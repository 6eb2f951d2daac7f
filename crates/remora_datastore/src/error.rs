//! Error types for the offline datastore.

use std::io;
use thiserror::Error;

/// Result type for datastore operations.
pub type StoreResult<T> = Result<T, StoreError>;

/// Errors that can occur in the offline cache.
#[derive(Error, Debug)]
pub enum StoreError {
    /// Underlying adapter I/O error.
    #[error("datastore I/O error: {0}")]
    Io(#[from] io::Error),

    /// Another process holds the store's advisory lock.
    #[error("datastore locked: another process has exclusive access")]
    Locked,

    /// A stored record failed to parse or had the wrong shape.
    #[error("corrupt record at key {key}: {message}")]
    CorruptRecord {
        /// Key of the offending record.
        key: String,
        /// Description of the corruption.
        message: String,
    },

    /// An object graph reached an identity-less object that cannot be
    /// referenced by a pointer.
    #[error("cannot create a pointer to an unsaved object of class {class_name}")]
    UnsavedPointer {
        /// Class of the offending object.
        class_name: String,
    },

    /// Serialization of a record failed.
    #[error("record serialization failed: {message}")]
    Serialization {
        /// Description of the failure.
        message: String,
    },

    /// Value codec error.
    #[error(transparent)]
    Value(#[from] remora_value::ValueError),
}

impl StoreError {
    /// Creates a corrupt record error.
    pub fn corrupt_record(key: impl Into<String>, message: impl Into<String>) -> Self {
        Self::CorruptRecord {
            key: key.into(),
            message: message.into(),
        }
    }

    /// Creates a serialization error.
    pub fn serialization(message: impl Into<String>) -> Self {
        Self::Serialization {
            message: message.into(),
        }
    }
}
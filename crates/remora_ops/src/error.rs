//! Error types for the operation algebra.

use thiserror::Error;

/// Result type for operation algebra calls.
pub type OpResult<T> = Result<T, OpError>;

/// Errors raised while applying or merging operations.
///
/// All of these are synchronous programming errors: retrying cannot fix
/// them, and none of them leave partially merged state behind.
#[derive(Error, Debug, Clone, PartialEq)]
pub enum OpError {
    /// Two operations on the same attribute slot cannot compose.
    #[error("cannot merge {new_kind} op with previous {previous_kind} op")]
    MergeConflict {
        /// Kind of the newer operation.
        new_kind: &'static str,
        /// Kind of the operation already in the slot.
        previous_kind: &'static str,
    },

    /// Increment applied to a value that is neither absent nor numeric.
    #[error("cannot increment a value of type {found}")]
    InvalidIncrementTarget {
        /// Type name of the offending prior value.
        found: &'static str,
    },

    /// An array operation applied to a non-array value.
    #[error("cannot apply {op_kind} op to a value of type {found}")]
    InvalidArrayTarget {
        /// Kind of the array operation.
        op_kind: &'static str,
        /// Type name of the offending prior value.
        found: &'static str,
    },

    /// A relation operation applied to a non-relation value.
    #[error("cannot apply a relation op to a value of type {found}")]
    InvalidRelationTarget {
        /// Type name of the offending prior value.
        found: &'static str,
    },

    /// Objects of more than one class mixed into a single relation op.
    #[error("relation op targets class {expected}, got an object of class {found}")]
    RelationClassMismatch {
        /// Class fixed by the first object seen.
        expected: String,
        /// Class of the offending object.
        found: String,
    },

    /// A relation op member has no server id yet.
    #[error("cannot add or remove an unsaved object from a relation")]
    UnsavedRelationMember,

    /// A wire payload did not describe a valid operation.
    #[error("invalid op wire payload: {message}")]
    InvalidWire {
        /// Description of the problem.
        message: String,
    },

    /// A value inside the operation failed to encode or decode.
    #[error("value codec error: {0}")]
    Value(#[from] remora_value::ValueError),
}

impl OpError {
    /// Creates a merge conflict error.
    pub fn merge_conflict(new_kind: &'static str, previous_kind: &'static str) -> Self {
        Self::MergeConflict {
            new_kind,
            previous_kind,
        }
    }

    /// Creates an invalid wire payload error.
    pub fn invalid_wire(message: impl Into<String>) -> Self {
        Self::InvalidWire {
            message: message.into(),
        }
    }
}
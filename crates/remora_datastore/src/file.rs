//! File-based storage adapter for persistent caches.

use crate::adapter::StorageAdapter;
use crate::error::{StoreError, StoreResult};
use fs2::FileExt;
use parking_lot::Mutex;
use std::collections::HashMap;
use std::fs::{File, OpenOptions};
use std::io::{Read, Write};
use std::path::{Path, PathBuf};

/// A file-based storage adapter.
///
/// The entire store lives in one JSON document, read on open and
/// rewritten atomically (temp file + rename) on every mutation. An
/// advisory lock held for the adapter's lifetime keeps a second process
/// from opening the same store.
///
/// # Thread Safety
///
/// This adapter is thread-safe; internal locking serializes access.
#[derive(Debug)]
pub struct FileAdapter {
    path: PathBuf,
    // The lock file handle must stay alive to hold the advisory lock.
    _lock: File,
    records: Mutex<HashMap<String, serde_json::Value>>,
}

impl FileAdapter {
    /// Opens or creates a file adapter at the given path.
    ///
    /// # Errors
    ///
    /// Returns [`StoreError::Locked`] if another process holds the store,
    /// or an I/O error if the document cannot be read or parsed.
    pub fn open(path: &Path) -> StoreResult<Self> {
        if let Some(parent) = path.parent() {
            std::fs::create_dir_all(parent)?;
        }

        let lock_path = path.with_extension("lock");
        let lock = OpenOptions::new()
            .read(true)
            .write(true)
            .create(true)
            .truncate(false)
            .open(&lock_path)?;
        lock.try_lock_exclusive().map_err(|_| StoreError::Locked)?;

        let records = if path.exists() {
            let mut raw = String::new();
            File::open(path)?.read_to_string(&mut raw)?;
            if raw.is_empty() {
                HashMap::new()
            } else {
                serde_json::from_str(&raw)
                    .map_err(|e| StoreError::corrupt_record(path.display().to_string(), e.to_string()))?
            }
        } else {
            HashMap::new()
        };

        Ok(Self {
            path: path.to_path_buf(),
            _lock: lock,
            records: Mutex::new(records),
        })
    }

    /// Returns the path of the underlying document.
    #[must_use]
    pub fn path(&self) -> &Path {
        &self.path
    }

    fn persist(&self, records: &HashMap<String, serde_json::Value>) -> StoreResult<()> {
        let serialized = serde_json::to_string(records)
            .map_err(|e| StoreError::serialization(e.to_string()))?;

        let tmp_path = self.path.with_extension("tmp");
        let mut tmp = File::create(&tmp_path)?;
        tmp.write_all(serialized.as_bytes())?;
        tmp.sync_all()?;
        std::fs::rename(&tmp_path, &self.path)?;
        Ok(())
    }
}

impl StorageAdapter for FileAdapter {
    fn load(&self, key: &str) -> StoreResult<Option<serde_json::Value>> {
        Ok(self.records.lock().get(key).cloned())
    }

    fn store(&self, key: &str, value: serde_json::Value) -> StoreResult<()> {
        let mut records = self.records.lock();
        records.insert(key.to_string(), value);
        self.persist(&records)
    }

    fn remove(&self, key: &str) -> StoreResult<()> {
        let mut records = self.records.lock();
        if records.remove(key).is_some() {
            self.persist(&records)?;
        }
        Ok(())
    }

    fn keys(&self) -> StoreResult<Vec<String>> {
        Ok(self.records.lock().keys().cloned().collect())
    }

    fn clear(&self) -> StoreResult<()> {
        let mut records = self.records.lock();
        records.clear();
        self.persist(&records)
    }
}

#[cfg(test)]
mod tests {
    use super::*;
    use serde_json::json;

    #[test]
    fn file_roundtrip_across_reopen() {
        let dir = tempfile::tempdir().unwrap();
        let path = dir.path().join("store.json");

        {
            let adapter = FileAdapter::open(&path).unwrap();
            adapter.store("Game_a", json!([{"score": 1}])).unwrap();
        }

        let adapter = FileAdapter::open(&path).unwrap();
        assert_eq!(
            adapter.load("Game_a").unwrap(),
            Some(json!([{"score": 1}]))
        );
    }

    #[test]
    fn file_second_open_is_locked() {
        let dir = tempfile::tempdir().unwrap();
        let path = dir.path().join("store.json");

        let _first = FileAdapter::open(&path).unwrap();
        let second = FileAdapter::open(&path);
        assert!(matches!(second, Err(StoreError::Locked)));
    }

    #[test]
    fn file_remove_persists() {
        let dir = tempfile::tempdir().unwrap();
        let path = dir.path().join("store.json");

        {
            let adapter = FileAdapter::open(&path).unwrap();
            adapter.store("a", json!(1)).unwrap();
            adapter.remove("a").unwrap();
        }

        let adapter = FileAdapter::open(&path).unwrap();
        assert_eq!(adapter.load("a").unwrap(), None);
    }

    #[test]
    fn file_corrupt_document_is_reported() {
        let dir = tempfile::tempdir().unwrap();
        let path = dir.path().join("store.json");
        std::fs::write(&path, "not json").unwrap();

        assert!(matches!(
            FileAdapter::open(&path),
            Err(StoreError::CorruptRecord { .. })
        ));
    }
}
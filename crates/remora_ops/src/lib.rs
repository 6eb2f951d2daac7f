//! # Remora Ops
//!
//! Field mutation operations and their merge algebra.
//!
//! Every local mutation of an object attribute is captured as an immutable
//! [`Op`] value with two behaviors:
//!
//! - [`Op::apply_to`] — the effect on an estimated attribute value (server
//!   data folded through all pending layers)
//! - [`Op::merge_with`] — how a newer mutation composes with whatever
//!   mutation already occupies the same attribute slot in the current
//!   pending layer
//!
//! Incompatible combinations (incrementing an array, adding to a deleted
//! relation) are hard synchronous errors: they signal caller logic bugs,
//! not recoverable network conditions, and they never partially mutate
//! state.

#![deny(unsafe_code)]
#![warn(missing_docs)]

mod error;
mod op;
mod wire;

pub use error::{OpError, OpResult};
pub use op::{Op, RelationOp};
pub use wire::{op_from_wire, op_to_wire};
- - - - - - -
EXERCISE: Start with the line that contains "to a deleted", end with the last line of the entries, and please retype every line in that span exactly, with no others.

RESPONSE:
//! Incompatible combinations (incrementing an array, adding to a deleted
//! relation) are hard synchronous errors: they signal caller logic bugs,
//! not recoverable network conditions, and they never partially mutate
//! state.

#![deny(unsafe_code)]
#![warn(missing_docs)]

mod error;
mod op;
mod wire;

pub use error::{OpError, OpResult};
pub use op::{Op, RelationOp};
pub use wire::{op_from_wire, op_to_wire};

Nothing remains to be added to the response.